Polar bears face extinction on melting planet

     October 09 2005 at 06:40AM   Independent Online.
By Anchorage Carrell and Severin Carrell

The polar bear is one of the natural world's most famous predators -  
the king of the Arctic wastelands. But, like its vast Arctic home, the  
polar bear is under unprecedented threat. Both are disappearing with  
alarming speed.

Thinning ice and longer summers are destroying the bears' habitat, and  
as the ice floes shrink, the desperate animals are driven by starvation  
into human settlements - to be shot. Stranded polar bears are drowning  
in large numbers as they try to swim hundreds of kilometres to find  
increasingly scarce ice floes. Local hunters find their corpses  
floating on seas once coated in a thick skin of ice.

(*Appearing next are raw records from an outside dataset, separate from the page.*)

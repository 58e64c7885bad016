//! Immutable rooted tree stored as a topologically-sorted parent array.

use crate::error::{Error, Result};
use crate::graph::Graph;
use ndarray::Array1;
use std::iter::Rev;
use std::ops::Range;
use std::sync::OnceLock;

/// Whether a tree was produced as a component tree or a partition tree.
///
/// The category only decides which algorithms accept the tree; perimeter
/// lengths, for instance, are only defined on component trees.
#[derive(Debug, Clone, Copy, PartialEq, Eq)]
pub enum TreeCategory {
    PartitionTree,
    ComponentTree,
}

/// Include or skip the leaves prefix / the root in a tree traversal.
#[derive(Debug, Clone, Copy, PartialEq, Eq)]
pub enum Inclusion {
    Include,
    Exclude,
}

/// A rooted tree whose node indices are in topological order.
///
/// The parent array satisfies three invariants, checked at construction:
///
/// * the last node is the root and is its own parent, and only the root is;
/// * `parents[v] > v` for every non-root `v`, so every node index is larger
///   than all of its descendants;
/// * the leaves are exactly the prefix `[0, num_leaves)`.
///
/// Iterating nodes in ascending index order therefore visits every node
/// after all its descendants, and descending order visits every node before
/// any descendant; all bottom-up and top-down sweeps in this crate are
/// plain index loops.
#[derive(Debug)]
pub struct Tree {
    parents: Array1<usize>,
    num_leaves: usize,
    category: TreeCategory,
    children: OnceLock<Vec<Vec<usize>>>,
}

impl Tree {
    /// Build a partition tree from a parent array.
    ///
    /// Fails with `InvalidArgument` if the array is empty, a parent is out
    /// of range, the nodes are not in topological order, a non-root node is
    /// its own parent, or the leaves are not a prefix of the index range.
    pub fn new(parents: Array1<usize>) -> Result<Self> {
        Tree::with_category(parents, TreeCategory::PartitionTree)
    }

    /// Build a tree from a parent array with an explicit category tag.
    pub fn with_category(parents: Array1<usize>, category: TreeCategory) -> Result<Self> {
        let n = parents.len();
        if n == 0 {
            return Err(Error::invalid("a tree has at least one node"));
        }
        let root = n - 1;
        if parents[root] != root {
            return Err(Error::invalid(
                "nodes are not in a topological order (last node is not a root)",
            ));
        }
        let mut has_child = vec![false; n];
        for v in 0..root {
            let p = parents[v];
            if p == v {
                return Err(Error::invalid("several root nodes detected"));
            }
            if p <= v || p >= n {
                return Err(Error::invalid("nodes are not in a topological order"));
            }
            has_child[p] = true;
        }
        let num_leaves = has_child.iter().position(|&c| c).unwrap_or(n);
        if has_child[num_leaves..].iter().any(|&c| !c) {
            return Err(Error::invalid("leaf nodes are not before internal nodes"));
        }

        Ok(Tree {
            parents,
            num_leaves,
            category,
            children: OnceLock::new(),
        })
    }

    /// The category tag of the tree.
    pub fn category(&self) -> TreeCategory {
        self.category
    }

    /// Number of nodes.
    pub fn num_vertices(&self) -> usize {
        self.parents.len()
    }

    /// Number of leaves; the leaves are the indices `[0, num_leaves)`.
    pub fn num_leaves(&self) -> usize {
        self.num_leaves
    }

    /// Number of edges, i.e. `num_vertices() - 1`.
    pub fn num_edges(&self) -> usize {
        self.parents.len() - 1
    }

    /// The root node, i.e. `num_vertices() - 1`.
    pub fn root(&self) -> usize {
        self.parents.len() - 1
    }

    /// Whether `v` is a leaf.
    pub fn is_leaf(&self, v: usize) -> bool {
        v < self.num_leaves
    }

    /// Parent of `v`; the root is its own parent.
    ///
    /// **Panics** if `v` is out of bounds.
    pub fn parent(&self, v: usize) -> usize {
        self.parents[v]
    }

    /// The whole parent array.
    pub fn parents(&self) -> &Array1<usize> {
        &self.parents
    }

    // children lists are materialized on first request and cached
    fn children_lists(&self) -> &Vec<Vec<usize>> {
        self.children.get_or_init(|| {
            let n = self.num_vertices();
            let mut children = vec![Vec::new(); n];
            for v in 0..n - 1 {
                children[self.parents[v]].push(v);
            }
            children
        })
    }

    /// Children of `v`, in increasing index order.
    ///
    /// **Panics** if `v` is out of bounds.
    pub fn children(&self, v: usize) -> &[usize] {
        &self.children_lists()[v]
    }

    /// Number of children of `v`.
    pub fn num_children(&self, v: usize) -> usize {
        self.children_lists()[v].len()
    }

    /// The `k`-th child of `v`.
    ///
    /// **Panics** if `v` is out of bounds or `k >= num_children(v)`.
    pub fn child(&self, k: usize, v: usize) -> usize {
        self.children_lists()[v][k]
    }

    /// Node indices in ascending order: every node is visited after all of
    /// its descendants.
    pub fn leaves_to_root_iterator(&self, leaves: Inclusion, root: Inclusion) -> Range<usize> {
        let start = match leaves {
            Inclusion::Include => 0,
            Inclusion::Exclude => self.num_leaves,
        };
        let end = match root {
            Inclusion::Include => self.num_vertices(),
            Inclusion::Exclude => self.num_vertices() - 1,
        };
        start..end.max(start)
    }

    /// Node indices in descending order: every node is visited before any of
    /// its descendants.
    pub fn root_to_leaves_iterator(&self, leaves: Inclusion, root: Inclusion) -> Rev<Range<usize>> {
        self.leaves_to_root_iterator(leaves, root).rev()
    }

    /// The leaf indices `[0, num_leaves)`.
    pub fn leaves_iterator(&self) -> Range<usize> {
        0..self.num_leaves
    }
}

/// Iterator over the `(edge_id, neighbor)` incidences of a tree node:
/// children first, then the parent edge.
#[derive(Debug)]
pub struct TreeIncidences<'a> {
    children: std::slice::Iter<'a, usize>,
    parent: Option<(usize, usize)>,
}

impl Iterator for TreeIncidences<'_> {
    type Item = (usize, usize);

    fn next(&mut self) -> Option<(usize, usize)> {
        // the edge towards child c has id c, the edge towards the parent has id v
        if let Some(&c) = self.children.next() {
            return Some((c, c));
        }
        self.parent.take()
    }
}

/// Iterator over the neighbors of a tree node: children first, then the
/// parent.
#[derive(Debug)]
pub struct TreeNeighbors<'a> {
    inner: TreeIncidences<'a>,
}

impl Iterator for TreeNeighbors<'_> {
    type Item = usize;

    fn next(&mut self) -> Option<usize> {
        self.inner.next().map(|(_, n)| n)
    }
}

/// Iterator over the edges `(v, parent(v))` of a tree.
#[derive(Debug)]
pub struct TreeEdges<'a> {
    parents: &'a Array1<usize>,
    v: usize,
}

impl Iterator for TreeEdges<'_> {
    type Item = (usize, usize);

    fn next(&mut self) -> Option<(usize, usize)> {
        if self.v + 1 < self.parents.len() {
            let v = self.v;
            self.v += 1;
            Some((v, self.parents[v]))
        } else {
            None
        }
    }
}

impl Graph for Tree {
    type Neighbors<'a> = TreeNeighbors<'a>;
    type Incidences<'a> = TreeIncidences<'a>;
    type Edges<'a> = TreeEdges<'a>;

    fn num_vertices(&self) -> usize {
        Tree::num_vertices(self)
    }

    fn num_edges(&self) -> usize {
        Tree::num_edges(self)
    }

    fn adjacent_vertices(&self, v: usize) -> TreeNeighbors<'_> {
        TreeNeighbors { inner: self.incidences(v) }
    }

    fn incidences(&self, v: usize) -> TreeIncidences<'_> {
        let parent = if v == self.root() {
            None
        } else {
            Some((v, self.parents[v]))
        };
        TreeIncidences {
            children: self.children(v).iter(),
            parent,
        }
    }

    fn edges(&self) -> TreeEdges<'_> {
        TreeEdges { parents: &self.parents, v: 0 }
    }

    fn edge_from_id(&self, e: usize) -> Result<(usize, usize)> {
        if e >= self.num_edges() {
            return Err(Error::out_of_range(format!(
                "edge id {e} outside [0, {})",
                self.num_edges()
            )));
        }
        Ok((e, self.parents[e]))
    }

    fn degree(&self, v: usize) -> usize {
        self.num_children(v) + usize::from(v != self.root())
    }
}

It is a phenomenon that frightens the native people who live around the  
Arctic. Many fear their children will never know the polar bear.

'Are we fighting a losing battle?'
"The ice is moving further and further north," said Charlie Johnson,  
64, an Alaskan Nupiak from Nome, in the state's far west. "In the  
Bering Sea the ice leaves earlier and earlier. On the north slope, the  
ice is retreating as far as 500km or 600km offshore."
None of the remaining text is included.